Cost-effectiveness analyses (CEA) conducted alongside randomised trials provide key evidence for informing healthcare decision making, but missing data pose substantive challenges. Recently, there have been a number of developments in methods and guidelines addressing missing data in trials. However, it is unclear whether these developments have permeated CEA practice. This paper critically reviews the extent of and methods used to address missing data in recently published trial-based CEA. Issues of the Health Technology Assessment journal from 2013 to 2015 were searched. Fifty-two eligible studies were identified. Missing data were very common; the median proportion of trial participants with complete cost-effectiveness data was 63% (interquartile range: 47%-81%). The most common approach for the primary analysis was to restrict analysis to those with complete data (43%), followed by multiple imputation (30%). Half of the studies conducted some sort of sensitivity analyses, but only 2 (4%) considered possible departures from the missing-at-random assumption. Further improvements are needed to address missing data in cost-effectiveness analyses conducted alongside randomised trials. These should focus on limiting the extent of missing data, choosing an appropriate method for the primary analysis that is valid under contextually plausible assumptions, and conducting sensitivity analyses to departures from the missing-at-random assumption.

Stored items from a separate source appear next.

use crate::controller::context::DemoContext;
use crate::utils::{format_distance, format_speed};
use crate::view::layout::page_shell;
use maud::{html, Markup};

pub fn render_sessions_template(ctx: &DemoContext) -> Markup {
    let content = html! {
        h2 { "Practice sessions" }
        p class="subtle" {
            (ctx.user_sessions.len()) " sessions on record, newest first."
        }

        @if ctx.user_sessions.is_empty() {
            p { "No sessions recorded yet." }
        } @else {
            table class="styled-table" {
                thead {
                    tr {
                        th { "DATE" }
                        th { "BAY" }
                        th { "DURATION" }
                        th { "SHOTS" }
                        th { "AVG BALL SPEED" }
                        th { "AVG CARRY" }
                        th { "AVG CLUB SPEED" }
                        th { "BEST DRIVE" }
                    }
                }
                tbody {
                    @for session in &ctx.user_sessions {
                        tr {
                            td { (session.date) }
                            td { "Bay " (session.bay_number) }
                            td { (session.duration) " min" }
                            td { (session.shot_count) }
                            td { (format_speed(session.avg_ball_speed)) }
                            td { (format_distance(session.avg_carry)) }
                            td { (format_speed(session.avg_club_speed)) }
                            td {
                                @if session.best_drive > 0.0 {
                                    (format_distance(session.best_drive))
                                } @else {
                                    "-"
                                }
                            }
                        }
                    }
                }
            }
        }
    };

    page_shell("Sessions", "/sessions", content)
}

与随机试验同时进行的成本效益分析(CEA)为医疗保健决策提供了关键证据,但数据缺失带来了重大挑战。最近,在处理试验中数据缺失的方法和指南方面有了一些进展。然而,尚不清楚这些进展是否已渗透到CEA实践中。本文批判性地回顾了最近发表的基于试验的CEA中处理数据缺失的程度和所使用的方法。检索了《卫生技术评估》杂志2013年至2015年的各期。确定了52项符合条件的研究。数据缺失非常普遍;具有完整成本效益数据的试验参与者的中位数比例为63%(四分位间距:47%-81%)。主要分析最常用的方法是将分析限制在具有完整数据的人群中(43%),其次是多重填补(30%)。一半的研究进行了某种敏感性分析,但只有2项研究(4%)考虑了可能偏离随机缺失假设的情况。在与随机试验同时进行的成本效益分析中,处理数据缺失还需要进一步改进。这些改进应侧重于限制数据缺失的程度,选择一种在符合实际情况的合理假设下有效的主要分析方法,并针对偏离随机缺失假设的情况进行敏感性分析。